TASK DIRECTIONS >>
Which lines hold the string "InputConfig"? Copy each of them from the material below.
────
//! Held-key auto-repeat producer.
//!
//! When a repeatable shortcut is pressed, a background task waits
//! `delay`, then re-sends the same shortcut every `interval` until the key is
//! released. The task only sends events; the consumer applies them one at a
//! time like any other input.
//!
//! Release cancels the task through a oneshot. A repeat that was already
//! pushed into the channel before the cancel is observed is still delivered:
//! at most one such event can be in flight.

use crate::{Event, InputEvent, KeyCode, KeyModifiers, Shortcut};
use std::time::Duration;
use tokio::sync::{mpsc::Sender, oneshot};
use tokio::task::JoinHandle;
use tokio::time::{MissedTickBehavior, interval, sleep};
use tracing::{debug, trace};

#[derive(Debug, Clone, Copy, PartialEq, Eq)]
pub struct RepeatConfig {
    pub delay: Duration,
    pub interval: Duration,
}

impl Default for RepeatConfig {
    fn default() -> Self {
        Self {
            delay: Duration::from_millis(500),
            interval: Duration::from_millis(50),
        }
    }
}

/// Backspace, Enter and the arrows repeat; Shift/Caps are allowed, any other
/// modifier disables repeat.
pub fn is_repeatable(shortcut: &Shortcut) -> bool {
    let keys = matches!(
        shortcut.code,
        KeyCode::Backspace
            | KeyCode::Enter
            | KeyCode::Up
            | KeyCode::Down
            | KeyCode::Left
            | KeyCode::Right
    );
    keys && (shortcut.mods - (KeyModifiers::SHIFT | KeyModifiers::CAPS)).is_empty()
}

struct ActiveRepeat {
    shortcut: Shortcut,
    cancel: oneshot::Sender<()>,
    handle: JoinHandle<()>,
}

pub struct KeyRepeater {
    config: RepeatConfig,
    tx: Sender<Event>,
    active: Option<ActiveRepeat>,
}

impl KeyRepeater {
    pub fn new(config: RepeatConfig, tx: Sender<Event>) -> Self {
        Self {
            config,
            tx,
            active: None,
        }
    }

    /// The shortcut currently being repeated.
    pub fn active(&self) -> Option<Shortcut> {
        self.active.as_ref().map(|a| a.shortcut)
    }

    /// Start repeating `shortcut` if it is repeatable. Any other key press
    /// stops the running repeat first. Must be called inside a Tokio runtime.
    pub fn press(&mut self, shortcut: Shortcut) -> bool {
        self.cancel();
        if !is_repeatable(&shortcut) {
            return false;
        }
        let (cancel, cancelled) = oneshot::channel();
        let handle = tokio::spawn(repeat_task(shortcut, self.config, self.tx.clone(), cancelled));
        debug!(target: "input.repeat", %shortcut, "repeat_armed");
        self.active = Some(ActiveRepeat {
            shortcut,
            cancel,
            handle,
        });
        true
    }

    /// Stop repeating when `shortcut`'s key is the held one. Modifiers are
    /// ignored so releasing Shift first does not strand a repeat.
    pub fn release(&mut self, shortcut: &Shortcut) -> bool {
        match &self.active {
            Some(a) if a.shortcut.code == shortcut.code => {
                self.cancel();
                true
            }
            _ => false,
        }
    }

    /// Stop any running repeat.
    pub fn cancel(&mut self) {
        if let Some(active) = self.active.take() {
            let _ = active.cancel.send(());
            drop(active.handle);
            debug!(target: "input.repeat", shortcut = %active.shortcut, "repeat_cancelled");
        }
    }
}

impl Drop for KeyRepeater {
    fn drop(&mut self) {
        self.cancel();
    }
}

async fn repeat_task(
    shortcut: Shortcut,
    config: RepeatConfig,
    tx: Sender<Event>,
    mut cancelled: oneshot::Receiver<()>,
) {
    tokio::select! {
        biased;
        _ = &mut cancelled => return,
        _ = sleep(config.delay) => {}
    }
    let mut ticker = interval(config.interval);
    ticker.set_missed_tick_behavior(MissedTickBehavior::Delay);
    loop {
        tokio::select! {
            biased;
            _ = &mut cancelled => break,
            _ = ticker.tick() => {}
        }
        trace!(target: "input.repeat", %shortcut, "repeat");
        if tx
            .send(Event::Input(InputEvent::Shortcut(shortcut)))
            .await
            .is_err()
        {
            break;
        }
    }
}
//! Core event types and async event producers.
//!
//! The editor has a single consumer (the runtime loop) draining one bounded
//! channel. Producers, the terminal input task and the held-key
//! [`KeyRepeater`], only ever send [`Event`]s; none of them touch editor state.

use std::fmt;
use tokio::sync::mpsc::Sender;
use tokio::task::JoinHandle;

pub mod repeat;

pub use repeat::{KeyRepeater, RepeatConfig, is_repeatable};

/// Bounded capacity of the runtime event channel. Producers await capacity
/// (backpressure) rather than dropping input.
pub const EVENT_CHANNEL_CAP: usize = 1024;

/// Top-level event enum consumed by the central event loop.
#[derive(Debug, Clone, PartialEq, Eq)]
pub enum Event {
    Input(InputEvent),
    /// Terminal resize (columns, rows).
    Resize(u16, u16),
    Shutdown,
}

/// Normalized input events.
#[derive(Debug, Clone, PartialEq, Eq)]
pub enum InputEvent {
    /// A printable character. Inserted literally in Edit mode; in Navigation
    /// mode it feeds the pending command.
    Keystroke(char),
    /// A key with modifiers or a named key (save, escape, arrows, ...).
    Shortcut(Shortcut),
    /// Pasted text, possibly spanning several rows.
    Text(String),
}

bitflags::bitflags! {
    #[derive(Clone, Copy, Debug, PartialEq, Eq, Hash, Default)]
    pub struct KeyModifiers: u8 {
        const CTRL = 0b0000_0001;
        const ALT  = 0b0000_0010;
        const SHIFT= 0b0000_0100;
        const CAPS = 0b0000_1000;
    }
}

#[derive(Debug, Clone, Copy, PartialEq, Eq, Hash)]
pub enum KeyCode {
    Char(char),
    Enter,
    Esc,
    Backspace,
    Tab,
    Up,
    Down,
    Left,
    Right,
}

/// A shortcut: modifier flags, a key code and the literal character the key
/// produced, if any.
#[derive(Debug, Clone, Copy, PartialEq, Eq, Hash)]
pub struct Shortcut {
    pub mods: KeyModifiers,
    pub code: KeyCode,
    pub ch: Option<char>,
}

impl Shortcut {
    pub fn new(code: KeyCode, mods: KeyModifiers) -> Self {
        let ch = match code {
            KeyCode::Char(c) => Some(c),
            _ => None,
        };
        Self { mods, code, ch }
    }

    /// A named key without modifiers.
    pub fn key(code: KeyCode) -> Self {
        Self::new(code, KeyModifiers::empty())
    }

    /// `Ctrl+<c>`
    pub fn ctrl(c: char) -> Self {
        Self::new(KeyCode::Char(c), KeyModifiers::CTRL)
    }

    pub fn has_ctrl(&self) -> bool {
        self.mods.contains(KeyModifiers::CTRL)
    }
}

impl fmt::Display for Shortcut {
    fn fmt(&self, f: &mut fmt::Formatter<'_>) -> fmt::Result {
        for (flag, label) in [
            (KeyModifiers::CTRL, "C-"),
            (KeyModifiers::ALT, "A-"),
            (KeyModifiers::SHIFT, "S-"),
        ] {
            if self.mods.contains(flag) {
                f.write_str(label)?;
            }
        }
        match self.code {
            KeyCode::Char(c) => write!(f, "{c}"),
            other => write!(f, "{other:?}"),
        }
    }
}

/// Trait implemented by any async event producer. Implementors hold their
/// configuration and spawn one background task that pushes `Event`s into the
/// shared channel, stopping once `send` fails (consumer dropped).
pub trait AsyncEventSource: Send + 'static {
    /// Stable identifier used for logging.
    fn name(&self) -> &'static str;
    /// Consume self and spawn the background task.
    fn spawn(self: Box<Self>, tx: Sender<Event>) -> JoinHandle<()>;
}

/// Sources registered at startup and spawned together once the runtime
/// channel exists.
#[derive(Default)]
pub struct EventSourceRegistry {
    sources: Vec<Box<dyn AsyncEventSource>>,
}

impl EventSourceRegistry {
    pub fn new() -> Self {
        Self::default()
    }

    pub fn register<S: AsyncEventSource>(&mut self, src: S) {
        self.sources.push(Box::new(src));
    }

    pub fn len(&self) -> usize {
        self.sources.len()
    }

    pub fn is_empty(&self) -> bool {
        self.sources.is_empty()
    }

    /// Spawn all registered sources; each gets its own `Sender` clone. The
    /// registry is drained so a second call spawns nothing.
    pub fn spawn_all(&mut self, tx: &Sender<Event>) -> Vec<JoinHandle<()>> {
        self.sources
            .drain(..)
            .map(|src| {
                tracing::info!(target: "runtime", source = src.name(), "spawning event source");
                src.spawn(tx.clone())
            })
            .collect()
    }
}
────
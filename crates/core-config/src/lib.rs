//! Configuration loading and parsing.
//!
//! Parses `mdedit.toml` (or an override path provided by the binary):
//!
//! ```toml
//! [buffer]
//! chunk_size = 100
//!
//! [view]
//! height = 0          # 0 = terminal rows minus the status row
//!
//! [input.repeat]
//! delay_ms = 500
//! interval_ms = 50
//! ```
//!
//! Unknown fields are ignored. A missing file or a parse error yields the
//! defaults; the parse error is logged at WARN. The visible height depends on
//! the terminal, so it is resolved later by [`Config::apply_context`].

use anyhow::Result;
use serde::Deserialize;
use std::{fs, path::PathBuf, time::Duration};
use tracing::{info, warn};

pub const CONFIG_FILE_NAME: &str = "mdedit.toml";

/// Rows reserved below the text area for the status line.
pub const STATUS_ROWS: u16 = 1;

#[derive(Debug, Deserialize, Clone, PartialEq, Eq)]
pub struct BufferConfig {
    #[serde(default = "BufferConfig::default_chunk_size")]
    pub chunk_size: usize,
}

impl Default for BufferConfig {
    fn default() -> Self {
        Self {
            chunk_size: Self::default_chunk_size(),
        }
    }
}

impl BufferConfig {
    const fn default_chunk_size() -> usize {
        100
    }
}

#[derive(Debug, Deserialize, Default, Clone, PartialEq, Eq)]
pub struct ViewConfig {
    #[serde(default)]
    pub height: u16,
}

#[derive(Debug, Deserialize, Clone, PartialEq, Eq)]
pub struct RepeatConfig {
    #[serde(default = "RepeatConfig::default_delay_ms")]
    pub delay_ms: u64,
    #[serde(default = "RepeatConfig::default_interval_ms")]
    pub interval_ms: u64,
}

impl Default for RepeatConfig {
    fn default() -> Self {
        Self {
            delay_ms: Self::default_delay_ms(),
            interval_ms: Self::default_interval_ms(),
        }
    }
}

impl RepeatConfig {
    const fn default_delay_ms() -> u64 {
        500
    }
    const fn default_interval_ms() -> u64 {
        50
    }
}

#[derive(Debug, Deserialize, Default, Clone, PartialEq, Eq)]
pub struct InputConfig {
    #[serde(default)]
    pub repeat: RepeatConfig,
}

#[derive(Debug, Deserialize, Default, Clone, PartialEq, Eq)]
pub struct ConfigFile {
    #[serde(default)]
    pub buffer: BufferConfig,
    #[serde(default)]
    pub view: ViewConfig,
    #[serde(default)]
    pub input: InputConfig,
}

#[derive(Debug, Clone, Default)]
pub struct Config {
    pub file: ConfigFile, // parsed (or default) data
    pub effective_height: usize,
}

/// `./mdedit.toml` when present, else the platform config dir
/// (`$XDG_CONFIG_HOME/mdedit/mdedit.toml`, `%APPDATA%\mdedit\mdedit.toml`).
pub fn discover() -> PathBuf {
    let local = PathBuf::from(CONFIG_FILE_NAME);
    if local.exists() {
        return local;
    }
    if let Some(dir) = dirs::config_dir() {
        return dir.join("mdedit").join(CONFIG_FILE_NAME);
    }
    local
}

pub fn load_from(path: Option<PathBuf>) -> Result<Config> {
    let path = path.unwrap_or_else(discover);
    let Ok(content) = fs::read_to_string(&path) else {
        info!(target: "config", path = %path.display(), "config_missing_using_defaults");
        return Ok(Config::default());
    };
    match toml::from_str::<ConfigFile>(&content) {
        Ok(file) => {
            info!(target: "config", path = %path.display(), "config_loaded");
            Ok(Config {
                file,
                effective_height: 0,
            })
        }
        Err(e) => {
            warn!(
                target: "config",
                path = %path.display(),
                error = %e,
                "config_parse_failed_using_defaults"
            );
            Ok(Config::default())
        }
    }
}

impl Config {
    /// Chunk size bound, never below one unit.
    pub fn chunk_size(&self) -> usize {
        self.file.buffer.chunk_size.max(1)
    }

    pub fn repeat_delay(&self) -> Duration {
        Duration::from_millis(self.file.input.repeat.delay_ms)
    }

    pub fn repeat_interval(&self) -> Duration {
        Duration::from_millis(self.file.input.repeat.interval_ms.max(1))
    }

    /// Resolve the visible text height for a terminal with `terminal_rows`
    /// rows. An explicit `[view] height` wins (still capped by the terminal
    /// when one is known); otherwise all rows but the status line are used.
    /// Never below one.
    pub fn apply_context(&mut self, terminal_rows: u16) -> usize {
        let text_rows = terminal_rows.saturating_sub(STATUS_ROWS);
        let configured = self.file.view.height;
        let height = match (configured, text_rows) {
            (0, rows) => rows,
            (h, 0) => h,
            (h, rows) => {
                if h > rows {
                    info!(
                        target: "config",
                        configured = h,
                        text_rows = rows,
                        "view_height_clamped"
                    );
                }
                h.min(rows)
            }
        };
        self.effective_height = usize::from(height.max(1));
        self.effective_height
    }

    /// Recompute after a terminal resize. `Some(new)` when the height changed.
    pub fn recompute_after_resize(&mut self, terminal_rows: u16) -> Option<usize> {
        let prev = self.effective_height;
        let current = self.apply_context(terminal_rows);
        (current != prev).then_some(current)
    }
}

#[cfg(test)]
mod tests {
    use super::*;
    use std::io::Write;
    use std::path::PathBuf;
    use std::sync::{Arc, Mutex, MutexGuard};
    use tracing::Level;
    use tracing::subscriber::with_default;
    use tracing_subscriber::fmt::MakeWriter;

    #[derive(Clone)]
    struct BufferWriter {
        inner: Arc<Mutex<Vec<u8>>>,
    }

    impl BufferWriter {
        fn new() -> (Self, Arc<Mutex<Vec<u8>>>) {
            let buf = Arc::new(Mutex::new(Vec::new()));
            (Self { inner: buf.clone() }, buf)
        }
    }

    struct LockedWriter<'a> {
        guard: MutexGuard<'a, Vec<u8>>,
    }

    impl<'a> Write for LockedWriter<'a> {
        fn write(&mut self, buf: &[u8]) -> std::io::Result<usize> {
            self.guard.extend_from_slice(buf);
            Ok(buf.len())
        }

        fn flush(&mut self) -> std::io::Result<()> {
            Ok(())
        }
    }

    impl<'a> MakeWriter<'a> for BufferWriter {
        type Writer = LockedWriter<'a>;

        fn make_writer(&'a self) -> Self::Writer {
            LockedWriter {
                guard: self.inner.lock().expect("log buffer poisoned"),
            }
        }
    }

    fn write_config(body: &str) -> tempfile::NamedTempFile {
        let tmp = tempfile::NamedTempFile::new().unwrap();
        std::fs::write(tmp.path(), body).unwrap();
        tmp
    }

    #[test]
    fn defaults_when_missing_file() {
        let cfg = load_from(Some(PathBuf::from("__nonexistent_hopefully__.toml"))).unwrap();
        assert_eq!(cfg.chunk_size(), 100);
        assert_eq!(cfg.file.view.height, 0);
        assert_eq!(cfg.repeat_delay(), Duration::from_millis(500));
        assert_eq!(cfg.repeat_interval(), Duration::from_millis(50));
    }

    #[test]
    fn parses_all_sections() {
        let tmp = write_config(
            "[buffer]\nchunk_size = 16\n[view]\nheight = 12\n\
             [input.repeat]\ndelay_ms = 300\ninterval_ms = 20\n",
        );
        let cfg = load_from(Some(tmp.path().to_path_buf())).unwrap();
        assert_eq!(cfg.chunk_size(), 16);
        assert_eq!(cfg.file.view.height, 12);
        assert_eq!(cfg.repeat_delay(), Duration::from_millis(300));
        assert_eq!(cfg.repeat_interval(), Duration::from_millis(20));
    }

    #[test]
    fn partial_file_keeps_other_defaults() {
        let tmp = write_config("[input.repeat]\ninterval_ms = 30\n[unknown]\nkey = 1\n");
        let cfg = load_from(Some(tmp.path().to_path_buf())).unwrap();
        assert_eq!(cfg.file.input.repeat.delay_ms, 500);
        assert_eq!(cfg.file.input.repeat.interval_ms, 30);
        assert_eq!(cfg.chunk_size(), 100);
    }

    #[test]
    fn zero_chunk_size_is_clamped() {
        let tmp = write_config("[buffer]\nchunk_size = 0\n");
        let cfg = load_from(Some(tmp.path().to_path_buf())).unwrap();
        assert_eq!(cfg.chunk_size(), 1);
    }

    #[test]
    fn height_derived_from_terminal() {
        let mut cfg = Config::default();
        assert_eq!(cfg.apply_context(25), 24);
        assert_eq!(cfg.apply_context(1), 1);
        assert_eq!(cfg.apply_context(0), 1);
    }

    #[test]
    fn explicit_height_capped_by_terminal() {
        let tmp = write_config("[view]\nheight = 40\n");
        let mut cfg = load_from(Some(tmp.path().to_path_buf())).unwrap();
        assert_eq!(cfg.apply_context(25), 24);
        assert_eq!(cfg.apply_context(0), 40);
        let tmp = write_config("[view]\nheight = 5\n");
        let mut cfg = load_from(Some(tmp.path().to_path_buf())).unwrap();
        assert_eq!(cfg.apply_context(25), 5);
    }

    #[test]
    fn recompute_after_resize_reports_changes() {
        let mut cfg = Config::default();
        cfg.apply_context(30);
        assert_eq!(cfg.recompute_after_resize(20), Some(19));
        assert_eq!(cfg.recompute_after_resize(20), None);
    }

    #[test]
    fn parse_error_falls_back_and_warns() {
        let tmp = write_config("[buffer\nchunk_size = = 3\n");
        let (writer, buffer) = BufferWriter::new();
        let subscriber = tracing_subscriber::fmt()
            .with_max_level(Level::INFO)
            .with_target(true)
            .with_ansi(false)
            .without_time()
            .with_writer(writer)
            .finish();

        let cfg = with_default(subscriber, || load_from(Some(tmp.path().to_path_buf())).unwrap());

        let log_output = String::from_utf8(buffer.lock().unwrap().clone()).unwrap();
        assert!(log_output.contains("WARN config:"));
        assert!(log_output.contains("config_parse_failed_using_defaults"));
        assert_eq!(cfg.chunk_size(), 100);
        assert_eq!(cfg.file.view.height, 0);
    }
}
────
RESULT OF THE TASK >>
pub struct InputConfig {
    pub input: InputConfig,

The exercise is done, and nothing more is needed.